use serde::{Deserialize, Serialize};
use thiserror::Error;

use crate::identity::ConnectionId;
use crate::rules::RuleError;

/// Failures raised by the room, mesh and session handlers.
///
/// Every variant is scoped to one room, one link or one request; none of them
/// is fatal to the process.
#[derive(Debug, Error, Clone, PartialEq, Eq)]
pub enum CoreError {
  #[error("Room '{0}' does not exist")]
  RoomNotFound(String),

  #[error("Room '{room_id}' is full (capacity {capacity})")]
  RoomFull { room_id: String, capacity: usize },

  #[error("Only the room host may do that")]
  NotHost,

  #[error("It is not your turn")]
  StaleActor,

  #[error("Signal target {0} is no longer in the room")]
  NegotiationTargetGone(ConnectionId),

  #[error("Local media unavailable: {0}")]
  LocalMediaUnavailable(String),

  #[error("You are not in a room")]
  NotInRoom,

  #[error("A session is already running in this room")]
  SessionActive,

  #[error("No session in this room")]
  NoSession,

  #[error("The session has already finished")]
  SessionFinished,

  #[error("Illegal move: {0}")]
  IllegalMove(String),

  #[error("Invalid participants: {0}")]
  InvalidParticipants(String),

  #[error("Identity does not match the authenticated user")]
  IdentityMismatch,

  #[error("This action requires a registered user id")]
  IdentityRequired,
}

/// Wire-level error code sent alongside error events.
#[derive(Debug, Clone, Copy, PartialEq, Eq, Serialize, Deserialize)]
#[serde(rename_all = "camelCase")]
pub enum ErrorCode {
  RoomNotFound,
  RoomFull,
  NotHost,
  StaleActor,
  NegotiationTargetGone,
  LocalMediaUnavailable,
  NotInRoom,
  SessionActive,
  NoSession,
  SessionFinished,
  IllegalMove,
  InvalidParticipants,
  IdentityMismatch,
  IdentityRequired,
  RateLimited,
  BadMessage,
}

impl CoreError {
  pub fn code(&self) -> ErrorCode {
    match self {
      CoreError::RoomNotFound(_) => ErrorCode::RoomNotFound,
      CoreError::RoomFull { .. } => ErrorCode::RoomFull,
      CoreError::NotHost => ErrorCode::NotHost,
      CoreError::StaleActor => ErrorCode::StaleActor,
      CoreError::NegotiationTargetGone(_) => ErrorCode::NegotiationTargetGone,
      CoreError::LocalMediaUnavailable(_) => ErrorCode::LocalMediaUnavailable,
      CoreError::NotInRoom => ErrorCode::NotInRoom,
      CoreError::SessionActive => ErrorCode::SessionActive,
      CoreError::NoSession => ErrorCode::NoSession,
      CoreError::SessionFinished => ErrorCode::SessionFinished,
      CoreError::IllegalMove(_) => ErrorCode::IllegalMove,
      CoreError::InvalidParticipants(_) => ErrorCode::InvalidParticipants,
      CoreError::IdentityMismatch => ErrorCode::IdentityMismatch,
      CoreError::IdentityRequired => ErrorCode::IdentityRequired,
    }
  }

  /// Benign races that are logged and dropped instead of reported.
  pub fn is_silent(&self) -> bool {
    matches!(
      self,
      CoreError::StaleActor | CoreError::NegotiationTargetGone(_) | CoreError::SessionFinished
    )
  }
}

impl From<RuleError> for CoreError {
  fn from(err: RuleError) -> Self {
    match err {
      RuleError::Seats { .. } => CoreError::InvalidParticipants(err.to_string()),
      other => CoreError::IllegalMove(other.to_string()),
    }
  }
}

#[derive(Debug, Error)]
pub enum ArchiveError {
  #[error("Archive unavailable: {0}")]
  Unavailable(String),
}

#[derive(Debug, Error, Clone, PartialEq, Eq)]
pub enum RateLimitError {
  #[error("Message too large: {size} bytes (max {max})")]
  TooLarge { size: usize, max: usize },

  #[error("Temporarily banned for sending too many messages")]
  Banned,

  #[error("Rate limit exceeded: max {max} messages per {window_ms} ms")]
  Exceeded { max: u32, window_ms: u128 },
}
//! Message archive collaborator: append-only chat history with bounded retention.

use async_trait::async_trait;
use chrono::{DateTime, Utc};
use serde::{Deserialize, Serialize};
use std::collections::{HashMap, VecDeque};
use tokio::sync::RwLock;
use uuid::Uuid;

use crate::{
  error::ArchiveError,
  identity::{ConnectionId, UserId},
  room::RoomId,
};

/// A chat message as stored and replayed.
#[derive(Debug, Clone, PartialEq, Eq, Serialize, Deserialize)]
#[serde(rename_all = "camelCase")]
pub struct ArchivedMessage {
  pub id: Uuid,
  pub room_id: RoomId,
  pub from: ConnectionId,
  pub user_id: Option<UserId>,
  pub display_name: String,
  pub text: String,
  pub sent_at: DateTime<Utc>,
}

impl ArchivedMessage {
  pub fn new(
    room_id: RoomId,
    from: ConnectionId,
    user_id: Option<UserId>,
    display_name: impl Into<String>,
    text: impl Into<String>,
  ) -> Self {
    Self {
      id: Uuid::new_v4(),
      room_id,
      from,
      user_id,
      display_name: display_name.into(),
      text: text.into(),
      sent_at: Utc::now(),
    }
  }
}

#[async_trait]
pub trait MessageArchive: Send + Sync {
  async fn append(&self, room_id: &RoomId, message: ArchivedMessage) -> Result<(), ArchiveError>;

  /// Up to `limit` most recent messages, oldest first.
  async fn recent_history(&self, room_id: &RoomId, limit: usize) -> Result<Vec<ArchivedMessage>, ArchiveError>;

  /// Drop everything kept for a room that has closed.
  async fn forget(&self, room_id: &RoomId) -> Result<(), ArchiveError>;
}

/// Process-local archive keeping the last `retention` messages per room.
pub struct InMemoryArchive {
  rooms: RwLock<HashMap<RoomId, VecDeque<ArchivedMessage>>>,
  retention: usize,
}

impl InMemoryArchive {
  pub fn new(retention: usize) -> Self {
    Self {
      rooms: RwLock::new(HashMap::new()),
      retention,
    }
  }

  /// Number of rooms with retained history.
  pub async fn room_count(&self) -> usize {
    self.rooms.read().await.len()
  }
}

impl Default for InMemoryArchive {
  fn default() -> Self {
    Self::new(100)
  }
}

#[async_trait]
impl MessageArchive for InMemoryArchive {
  async fn append(&self, room_id: &RoomId, message: ArchivedMessage) -> Result<(), ArchiveError> {
    if self.retention == 0 {
      return Ok(());
    }
    let mut rooms = self.rooms.write().await;
    let history = rooms.entry(room_id.clone()).or_default();
    history.push_back(message);
    while history.len() > self.retention {
      history.pop_front();
    }
    Ok(())
  }

  async fn recent_history(&self, room_id: &RoomId, limit: usize) -> Result<Vec<ArchivedMessage>, ArchiveError> {
    let rooms = self.rooms.read().await;
    let Some(history) = rooms.get(room_id) else {
      return Ok(Vec::new());
    };
    let skip = history.len().saturating_sub(limit);
    Ok(history.iter().skip(skip).cloned().collect())
  }

  async fn forget(&self, room_id: &RoomId) -> Result<(), ArchiveError> {
    self.rooms.write().await.remove(room_id);
    Ok(())
  }
}
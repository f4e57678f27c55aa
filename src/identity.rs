//! Identity types and the registry that maps a durable user to its live connection.

use serde::{Deserialize, Serialize};
use std::{collections::HashMap, fmt};

/// Ephemeral transport handle. Unique per connect and never reused.
#[derive(Debug, Clone, PartialEq, Eq, Hash, PartialOrd, Ord, Serialize, Deserialize)]
#[serde(transparent)]
pub struct ConnectionId(String);

impl ConnectionId {
  /// Allocate a fresh id for a new transport connection.
  pub fn generate() -> Self {
    Self(uuid::Uuid::new_v4().to_string())
  }

  pub fn as_str(&self) -> &str {
    &self.0
  }
}

impl fmt::Display for ConnectionId {
  fn fmt(&self, f: &mut fmt::Formatter<'_>) -> fmt::Result {
    f.write_str(&self.0)
  }
}

impl From<&str> for ConnectionId {
  fn from(value: &str) -> Self {
    Self(value.to_string())
  }
}

impl From<String> for ConnectionId {
  fn from(value: String) -> Self {
    Self(value)
  }
}

/// Durable user identifier, stable across reconnects (possibly a provisional guest id).
#[derive(Debug, Clone, PartialEq, Eq, Hash, PartialOrd, Ord, Serialize, Deserialize)]
#[serde(transparent)]
pub struct UserId(String);

impl UserId {
  pub fn as_str(&self) -> &str {
    &self.0
  }
}

impl fmt::Display for UserId {
  fn fmt(&self, f: &mut fmt::Formatter<'_>) -> fmt::Result {
    f.write_str(&self.0)
  }
}

impl From<&str> for UserId {
  fn from(value: &str) -> Self {
    Self(value.to_string())
  }
}

impl From<String> for UserId {
  fn from(value: String) -> Self {
    Self(value)
  }
}

/// A user as vouched for by the identity provider.
#[derive(Debug, Clone, PartialEq, Eq, Serialize, Deserialize)]
#[serde(rename_all = "camelCase")]
pub struct LogicalUser {
  pub user_id: UserId,
  pub display_name: String,
}

impl LogicalUser {
  pub fn new(user_id: impl Into<UserId>, display_name: impl Into<String>) -> Self {
    Self {
      user_id: user_id.into(),
      display_name: display_name.into(),
    }
  }
}

/// Key used to count distinct identities and to address session participants.
///
/// Members with a user id are keyed by it, guests by their connection id.
/// `Bot` only ever appears as a scripted session participant.
#[derive(Debug, Clone, PartialEq, Eq, Hash, PartialOrd, Ord, Serialize, Deserialize)]
#[serde(tag = "kind", content = "id", rename_all = "camelCase")]
pub enum IdentityKey {
  User(UserId),
  Guest(ConnectionId),
  Bot(String),
}

impl IdentityKey {
  pub fn for_member(user_id: Option<&UserId>, connection_id: &ConnectionId) -> Self {
    match user_id {
      Some(user_id) => IdentityKey::User(user_id.clone()),
      None => IdentityKey::Guest(connection_id.clone()),
    }
  }

  pub fn is_bot(&self) -> bool {
    matches!(self, IdentityKey::Bot(_))
  }
}

impl fmt::Display for IdentityKey {
  fn fmt(&self, f: &mut fmt::Formatter<'_>) -> fmt::Result {
    match self {
      IdentityKey::User(id) => write!(f, "user:{id}"),
      IdentityKey::Guest(id) => write!(f, "guest:{id}"),
      IdentityKey::Bot(name) => write!(f, "bot:{name}"),
    }
  }
}

/// Maps each user id to the connection that most recently registered it.
///
/// Last registration wins. Entries are never removed; a stale mapping simply
/// resolves to a connection that no longer accepts deliveries.
#[derive(Debug, Default)]
pub struct IdentityRegistry {
  sessions: HashMap<UserId, ConnectionId>,
}

impl IdentityRegistry {
  pub fn new() -> Self {
    Self::default()
  }

  /// Point `user_id` at `connection_id`, returning the mapping it replaced.
  pub fn register(&mut self, user_id: UserId, connection_id: ConnectionId) -> Option<ConnectionId> {
    let previous = self.sessions.insert(user_id.clone(), connection_id.clone());
    if let Some(ref old) = previous {
      if old != &connection_id {
        tracing::debug!("Identity {} moved from {} to {}", user_id, old, connection_id);
      }
    }
    previous
  }

  /// Best-effort lookup of the connection currently serving `user_id`.
  pub fn resolve(&self, user_id: &UserId) -> Option<&ConnectionId> {
    self.sessions.get(user_id)
  }

  pub fn len(&self) -> usize {
    self.sessions.len()
  }

  pub fn is_empty(&self) -> bool {
    self.sessions.is_empty()
  }
}

#[cfg(test)]
mod tests {
  use super::*;

  #[test]
  fn last_registration_wins() {
    let mut registry = IdentityRegistry::new();
    assert!(registry.register("alice".into(), "c1".into()).is_none());
    assert_eq!(
      registry.register("alice".into(), "c2".into()),
      Some(ConnectionId::from("c1"))
    );
    assert_eq!(registry.resolve(&"alice".into()), Some(&ConnectionId::from("c2")));
    assert_eq!(registry.len(), 1);
  }

  #[test]
  fn unknown_user_resolves_to_nothing() {
    let registry = IdentityRegistry::new();
    assert!(registry.resolve(&"ghost".into()).is_none());
    assert!(registry.is_empty());
  }

  #[test]
  fn guests_are_keyed_by_connection() {
    let conn = ConnectionId::from("c9");
    assert_eq!(IdentityKey::for_member(None, &conn), IdentityKey::Guest(conn.clone()));
    assert_eq!(
      IdentityKey::for_member(Some(&"bob".into()), &conn),
      IdentityKey::User("bob".into())
    );
  }

  #[test]
  fn generated_connection_ids_are_unique() {
    assert_ne!(ConnectionId::generate(), ConnectionId::generate());
  }

  #[test]
  fn identity_key_wire_shape() {
    let json = serde_json::to_value(IdentityKey::User("u1".into())).unwrap();
    assert_eq!(json, serde_json::json!({ "kind": "user", "id": "u1" }));
  }
}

WHAT TO WORK ON
All lines from the opening of the records through the line where "session is already" occurs are to be output verbatim. No other line belongs in the answer.

ANSWER TO THE EXERCISE
use serde::{Deserialize, Serialize};
use thiserror::Error;

use crate::identity::ConnectionId;
use crate::rules::RuleError;

/// Failures raised by the room, mesh and session handlers.
///
/// Every variant is scoped to one room, one link or one request; none of them
/// is fatal to the process.
#[derive(Debug, Error, Clone, PartialEq, Eq)]
pub enum CoreError {
  #[error("Room '{0}' does not exist")]
  RoomNotFound(String),

  #[error("Room '{room_id}' is full (capacity {capacity})")]
  RoomFull { room_id: String, capacity: usize },

  #[error("Only the room host may do that")]
  NotHost,

  #[error("It is not your turn")]
  StaleActor,

  #[error("Signal target {0} is no longer in the room")]
  NegotiationTargetGone(ConnectionId),

  #[error("Local media unavailable: {0}")]
  LocalMediaUnavailable(String),

  #[error("You are not in a room")]
  NotInRoom,

  #[error("A session is already running in this room")]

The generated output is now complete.